Login | Register For Free | Help
Search for: (Advanced)

Mailing List Archive: Python: Python

Reading a large csv file

 

 

Python python RSS feed   Index | Next | Previous | View Threaded


magawake at gmail

Jun 22, 2009, 8:17 PM

Post #1 of 13 (2184 views)
Permalink
Reading a large csv file

Hello All,

I have a very large csv file 14G and I am planning to move all of my
data to hdf5. I am using h5py to load the data. The biggest problem I
am having is, I am putting the entire file into memory and then
creating a dataset from it.
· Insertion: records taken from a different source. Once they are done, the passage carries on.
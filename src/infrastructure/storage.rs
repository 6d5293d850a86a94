use crate::domain::time_block::RecordId;
use crate::infrastructure::error::InfraError;
use crate::infrastructure::record_store::{RecordStore, decode_record, encode_record, record_id};
use rusqlite::{Connection, OptionalExtension, params};
use serde::Serialize;
use serde::de::DeserializeOwned;
use std::path::{Path, PathBuf};

const SCHEMA_SQL: &str = include_str!("../../sql/schema.sql");

pub fn initialize_database(path: &Path) -> Result<(), InfraError> {
    let connection = Connection::open(path)?;
    connection.execute_batch(SCHEMA_SQL)?;
    Ok(())
}

#[derive(Debug, Clone)]
pub struct SqliteRecordStore {
    db_path: PathBuf,
}

impl SqliteRecordStore {
    pub fn new(db_path: impl AsRef<Path>) -> Self {
        Self {
            db_path: db_path.as_ref().to_path_buf(),
        }
    }

    fn connect(&self) -> Result<Connection, InfraError> {
        Connection::open(&self.db_path).map_err(InfraError::from)
    }
}

fn parse_body(raw: &str) -> Result<serde_json::Value, InfraError> {
    serde_json::from_str(raw).map_err(InfraError::from)
}

impl RecordStore for SqliteRecordStore {
    fn get_all<T: DeserializeOwned>(&self, collection: &str) -> Result<Vec<T>, InfraError> {
        let connection = self.connect()?;
        let mut statement = connection
            .prepare("SELECT id, body FROM records WHERE collection = ?1 ORDER BY id")?;
        let rows = statement
            .query_map(params![collection], |row| {
                Ok((row.get::<_, RecordId>(0)?, row.get::<_, String>(1)?))
            })?
            .collect::<Result<Vec<_>, _>>()?;

        rows.into_iter()
            .map(|(id, body)| decode_record(parse_body(&body)?, id))
            .collect()
    }

    fn get<T: DeserializeOwned>(
        &self,
        collection: &str,
        id: RecordId,
    ) -> Result<Option<T>, InfraError> {
        let connection = self.connect()?;
        let body: Option<String> = connection
            .query_row(
                "SELECT body FROM records WHERE collection = ?1 AND id = ?2",
                params![collection, id],
                |row| row.get(0),
            )
            .optional()?;

        body.map(|body| decode_record(parse_body(&body)?, id))
            .transpose()
    }

    fn add<T: Serialize>(&self, collection: &str, record: &T) -> Result<RecordId, InfraError> {
        let mut value = encode_record(record)?;
        if let Some(object) = value.as_object_mut() {
            object.remove("id");
        }
        let connection = self.connect()?;
        connection.execute(
            "INSERT INTO records (collection, body) VALUES (?1, ?2)",
            params![collection, value.to_string()],
        )?;
        Ok(connection.last_insert_rowid())
    }

    fn update<T: Serialize>(&self, collection: &str, record: &T) -> Result<(), InfraError> {
        let mut value = encode_record(record)?;
        let id = record_id(&value)?;
        if let Some(object) = value.as_object_mut() {
            object.remove("id");
        }
        let connection = self.connect()?;
        let changed = connection.execute(
            "UPDATE records SET body = ?1 WHERE collection = ?2 AND id = ?3",
            params![value.to_string(), collection, id],
        )?;
        if changed == 0 {
            return Err(InfraError::NotFound {
                collection: collection.to_string(),
                id,
            });
        }
        Ok(())
    }

    fn remove(&self, collection: &str, id: RecordId) -> Result<(), InfraError> {
        let connection = self.connect()?;
        connection.execute(
            "DELETE FROM records WHERE collection = ?1 AND id = ?2",
            params![collection, id],
        )?;
        Ok(())
    }
}
//! Integration tests for the geobatch Web API.
//!
//! These drive the full router through `tower::ServiceExt::oneshot`,
//! exercising the request/response boundary end to end: validation before
//! kernel calls, the error taxonomy's HTTP mapping, and the batch
//! pipeline.

use axum::{
    body::Body,
    http::{Request, StatusCode},
};
use http_body_util::BodyExt;
use serde_json::{json, Value};
use tower::ServiceExt;

use geobatch::config::Config;
use geobatch::web::{create_router, AppState};

/// Creates a router with default configuration.
fn create_test_app() -> axum::Router {
    create_router(AppState::new(Config::default()))
}

/// Helper to make a GET request and get the response body as JSON.
async fn get_json(app: &axum::Router, uri: &str) -> (StatusCode, Value) {
    let response = app
        .clone()
        .oneshot(
            Request::builder()
                .method("GET")
                .uri(uri)
                .body(Body::empty())
                .unwrap(),
        )
        .await
        .unwrap();

    let status = response.status();
    let body = response.into_body().collect().await.unwrap().to_bytes();
    let json: Value = serde_json::from_slice(&body).unwrap_or(Value::Null);

    (status, json)
}

/// Helper to make a POST request with a JSON body.
async fn post_json(app: &axum::Router, uri: &str, body: Value) -> (StatusCode, Value) {
    post_json_with_key(app, uri, body, None).await
}

/// Helper to make a POST request with a JSON body and optional API key.
async fn post_json_with_key(
    app: &axum::Router,
    uri: &str,
    body: Value,
    api_key: Option<&str>,
) -> (StatusCode, Value) {
    let mut builder = Request::builder()
        .method("POST")
        .uri(uri)
        .header("Content-Type", "application/json");
    if let Some(key) = api_key {
        builder = builder.header("x-api-key", key);
    }

    let response = app
        .clone()
        .oneshot(
            builder
                .body(Body::from(serde_json::to_vec(&body).unwrap()))
                .unwrap(),
        )
        .await
        .unwrap();

    let status = response.status();
    let bytes = response.into_body().collect().await.unwrap().to_bytes();
    let json: Value = serde_json::from_slice(&bytes).unwrap_or(Value::Null);

    (status, json)
}

fn unit_square() -> Value {
    json!({
        "type": "Polygon",
        "coordinates": [[[0.0, 0.0], [0.0, 1.0], [1.0, 1.0], [1.0, 0.0], [0.0, 0.0]]]
    })
}

// ============================================================================
// Health Check Tests
// ============================================================================

#[tokio::test]
async fn test_health_check() {
    let app = create_test_app();

    let (status, json) = get_json(&app, "/health").await;

    assert_eq!(status, StatusCode::OK);
    assert_eq!(json["status"], "healthy");
    assert!(json["version"].is_string());
}

#[tokio::test]
async fn test_service_info() {
    let app = create_test_app();

    let (status, json) = get_json(&app, "/").await;

    assert_eq!(status, StatusCode::OK);
    assert_eq!(json["ok"], true);
    assert_eq!(json["service"], "geo-buffer-intersect-batch");
}

// ============================================================================
// Operation Endpoint Tests
// ============================================================================

#[tokio::test]
async fn test_area_of_unit_square() {
    let app = create_test_app();

    let (status, json) = post_json(
        &app,
        "/api/operations",
        json!({ "op": "area", "geometry": unit_square() }),
    )
    .await;

    assert_eq!(status, StatusCode::OK);
    assert_eq!(json["result"], 1.0);
}

#[tokio::test]
async fn test_non_finite_coordinate_is_an_input_error() {
    let app = create_test_app();

    // A string in a coordinate position never reaches a kernel.
    let (status, json) = post_json(
        &app,
        "/api/operations",
        json!({
            "op": "area",
            "geometry": { "type": "Point", "coordinates": [0, "NaN"] }
        }),
    )
    .await;

    assert_eq!(status, StatusCode::BAD_REQUEST);
    assert_eq!(json["kind"], "input");
}

#[tokio::test]
async fn test_unclosed_ring_is_an_input_error() {
    let app = create_test_app();

    let (status, json) = post_json(
        &app,
        "/api/operations",
        json!({
            "op": "area",
            "geometry": {
                "type": "Polygon",
                "coordinates": [[[0.0, 0.0], [0.0, 1.0], [1.0, 1.0], [1.0, 0.0]]]
            }
        }),
    )
    .await;

    assert_eq!(status, StatusCode::BAD_REQUEST);
    assert_eq!(json["kind"], "input");
}

#[tokio::test]
async fn test_unknown_operation_is_an_input_error() {
    let app = create_test_app();

    let (status, json) = post_json(
        &app,
        "/api/operations",
        json!({ "op": "tessellate", "geometry": unit_square() }),
    )
    .await;

    assert_eq!(status, StatusCode::BAD_REQUEST);
    assert_eq!(json["kind"], "input");
}

#[tokio::test]
async fn test_buffer_requires_distance() {
    let app = create_test_app();

    let (status, json) = post_json(
        &app,
        "/api/operations",
        json!({ "op": "buffer", "geometry": unit_square() }),
    )
    .await;

    assert_eq!(status, StatusCode::BAD_REQUEST);
    assert!(json["error"].as_str().unwrap().contains("distance"));
}

#[tokio::test]
async fn test_buffer_returns_larger_geometry() {
    let app = create_test_app();

    let (status, json) = post_json(
        &app,
        "/api/operations",
        json!({ "op": "buffer", "geometry": unit_square(), "distance": 1.0 }),
    )
    .await;
    assert_eq!(status, StatusCode::OK);
    assert_eq!(json["result"]["type"], "MultiPolygon");

    let (status, json) = post_json(
        &app,
        "/api/operations",
        json!({ "op": "area", "geometry": json["result"] }),
    )
    .await;
    assert_eq!(status, StatusCode::OK);
    // s^2 + 4sr + pi r^2 for the dilated unit square, minus arc chords.
    let area = json["result"].as_f64().unwrap();
    assert!(area > 7.9 && area < 8.2, "area = {area}");
}

#[tokio::test]
async fn test_union_of_points_is_a_kernel_error() {
    let app = create_test_app();

    let (status, json) = post_json(
        &app,
        "/api/operations",
        json!({
            "op": "union",
            "geometry": { "type": "Point", "coordinates": [0.0, 0.0] },
            "other": { "type": "Point", "coordinates": [1.0, 1.0] }
        }),
    )
    .await;

    assert_eq!(status, StatusCode::UNPROCESSABLE_ENTITY);
    assert_eq!(json["kind"], "kernel");
}

#[tokio::test]
async fn test_intersection_of_overlapping_squares() {
    let app = create_test_app();

    let other = json!({
        "type": "Polygon",
        "coordinates": [[[0.5, 0.5], [0.5, 2.0], [2.0, 2.0], [2.0, 0.5], [0.5, 0.5]]]
    });
    let (status, json) = post_json(
        &app,
        "/api/operations",
        json!({ "op": "intersection", "geometry": unit_square(), "other": other }),
    )
    .await;
    assert_eq!(status, StatusCode::OK);

    let (status, json) = post_json(
        &app,
        "/api/operations",
        json!({ "op": "area", "geometry": json["result"] }),
    )
    .await;
    assert_eq!(status, StatusCode::OK);
    let area = json["result"].as_f64().unwrap();
    assert!((area - 0.25).abs() < 1e-9, "area = {area}");
}

#[tokio::test]
async fn test_is_valid_flags_bowtie() {
    let app = create_test_app();

    let bowtie = json!({
        "type": "Polygon",
        "coordinates": [[[0.0, 0.0], [1.0, 1.0], [1.0, 0.0], [0.0, 1.0], [0.0, 0.0]]]
    });
    let (status, json) = post_json(
        &app,
        "/api/operations",
        json!({ "op": "is_valid", "geometry": bowtie }),
    )
    .await;

    assert_eq!(status, StatusCode::OK);
    assert_eq!(json["result"], false);
}

// ============================================================================
// Transform Tests
// ============================================================================

#[tokio::test]
async fn test_transform_identity_preserves_coordinates() {
    let app = create_test_app();

    let (status, json) = post_json(
        &app,
        "/api/operations",
        json!({
            "op": "transform",
            "geometry": { "type": "Point", "coordinates": [0.0, 0.0] },
            "source_crs": "EPSG:4326",
            "target_crs": "EPSG:4326"
        }),
    )
    .await;

    assert_eq!(status, StatusCode::OK);
    let coords = json["result"]["coordinates"].as_array().unwrap();
    assert!(coords[0].as_f64().unwrap().abs() < 1e-9);
    assert!(coords[1].as_f64().unwrap().abs() < 1e-9);
}

#[tokio::test]
async fn test_transform_to_web_mercator() {
    let app = create_test_app();

    let (status, json) = post_json(
        &app,
        "/api/operations",
        json!({
            "op": "transform",
            "geometry": { "type": "Point", "coordinates": [10.0, 0.0] },
            "source_crs": "EPSG:4326",
            "target_crs": "EPSG:3857"
        }),
    )
    .await;

    assert_eq!(status, StatusCode::OK);
    let coords = json["result"]["coordinates"].as_array().unwrap();
    assert!((coords[0].as_f64().unwrap() - 1_113_194.907_932_735_7).abs() < 1e-6);
    assert!(coords[1].as_f64().unwrap().abs() < 1e-6);
}

#[tokio::test]
async fn test_transform_requires_both_descriptors() {
    let app = create_test_app();

    let (status, json) = post_json(
        &app,
        "/api/operations",
        json!({
            "op": "transform",
            "geometry": { "type": "Point", "coordinates": [0.0, 0.0] },
            "source_crs": "EPSG:4326"
        }),
    )
    .await;

    assert_eq!(status, StatusCode::BAD_REQUEST);
    assert_eq!(json["kind"], "input");
    assert!(json["error"].as_str().unwrap().contains("target_crs"));
}

#[tokio::test]
async fn test_unresolvable_crs_is_a_kernel_error() {
    let app = create_test_app();

    let (status, json) = post_json(
        &app,
        "/api/operations",
        json!({
            "op": "transform",
            "geometry": { "type": "Point", "coordinates": [0.0, 0.0] },
            "source_crs": "EPSG:4326",
            "target_crs": "EPSG:99999"
        }),
    )
    .await;

    assert_eq!(status, StatusCode::UNPROCESSABLE_ENTITY);
    assert_eq!(json["kind"], "kernel");
    assert!(json["error"].as_str().unwrap().contains("EPSG:99999"));
}

// ============================================================================
// Batch Endpoint Tests
// ============================================================================

fn square_fc(min: f64, max: f64) -> Value {
    json!({
        "type": "FeatureCollection",
        "features": [{
            "type": "Feature",
            "properties": {},
            "geometry": {
                "type": "Polygon",
                "coordinates": [[
                    [min, min], [min, max], [max, max], [max, min], [min, min]
                ]]
            }
        }]
    })
}

#[tokio::test]
async fn test_batch_reports_overlap() {
    let app = create_test_app();

    let (status, json) = post_json(
        &app,
        "/buffer-intersect-batch",
        json!({
            "items": [{
                "json": {
                    "coop": { "name": "farm.geojson", "geojson": square_fc(0.0, 0.01) },
                    "protected": { "name": "park.geojson", "geojson": square_fc(0.02, 0.06) }
                }
            }]
        }),
    )
    .await;

    assert_eq!(status, StatusCode::OK);
    let records = json.as_array().unwrap();
    assert_eq!(records.len(), 1);

    let out = &records[0]["json"];
    assert_eq!(out["coop"], "farm");
    assert_eq!(out["protected"], "park");
    assert_eq!(out["overlapFile"], "farm__x__park__overlap_10km.geojson");
    assert_eq!(out["overlap_feature_count"], 1);
    assert!(out["overlap_area_km2"].as_f64().unwrap() > 0.0);
    assert_eq!(out["overlap_geojson"]["type"], "FeatureCollection");
}

#[tokio::test]
async fn test_batch_item_failure_does_not_fail_the_batch() {
    let app = create_test_app();

    let (status, json) = post_json(
        &app,
        "/buffer-intersect-batch",
        json!({
            "items": [
                { "json": { "coop": 42, "protected": {} } },
                { "json": {
                    "coop": {
                        "name": "farm",
                        "geojson": { "type": "FeatureCollection", "features": [] }
                    },
                    "protected": {
                        "name": "park",
                        "geojson": { "type": "FeatureCollection", "features": [] }
                    }
                } }
            ]
        }),
    )
    .await;

    assert_eq!(status, StatusCode::OK);
    let records = json.as_array().unwrap();
    assert_eq!(records.len(), 2);
    assert!(records[0]["json"]["error"].is_string());
    assert_eq!(records[1]["json"]["overlap_feature_count"], 0);
}

#[tokio::test]
async fn test_batch_rejects_malformed_envelope() {
    let app = create_test_app();

    let (status, json) = post_json(&app, "/buffer-intersect-batch", json!({ "rows": [] })).await;

    assert_eq!(status, StatusCode::BAD_REQUEST);
    assert_eq!(json["kind"], "input");
}

// ============================================================================
// API Key Tests
// ============================================================================

fn create_keyed_app() -> axum::Router {
    let config = Config {
        api_key: Some("secret".to_string()),
        ..Config::default()
    };
    create_router(AppState::new(config))
}

#[tokio::test]
async fn test_post_requires_api_key_when_configured() {
    let app = create_keyed_app();

    let body = json!({ "op": "area", "geometry": unit_square() });

    let (status, json) = post_json(&app, "/api/operations", body.clone()).await;
    assert_eq!(status, StatusCode::UNAUTHORIZED);
    assert_eq!(json["error"], "Unauthorized");

    let (status, _) = post_json_with_key(&app, "/api/operations", body.clone(), Some("wrong")).await;
    assert_eq!(status, StatusCode::UNAUTHORIZED);

    let (status, json) = post_json_with_key(&app, "/api/operations", body, Some("secret")).await;
    assert_eq!(status, StatusCode::OK);
    assert_eq!(json["result"], 1.0);
}

#[tokio::test]
async fn test_health_does_not_require_api_key() {
    let app = create_keyed_app();

    let (status, _) = get_json(&app, "/health").await;
    assert_eq!(status, StatusCode::OK);
}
This is very inefficient and it takes over
4 hours to create the hdf5 file.

The csv file has various types:
int4, int4, str, str, str, str, str

I was wondering if anyone knows of any techniques to load this file faster?

TIA
--
http://mail.python.org/mailman/listinfo/python-list


steven at REMOVE

Jun 22, 2009, 8:42 PM

Post #2 of 13 (2162 views)
Permalink
Re: Reading a large csv file [In reply to]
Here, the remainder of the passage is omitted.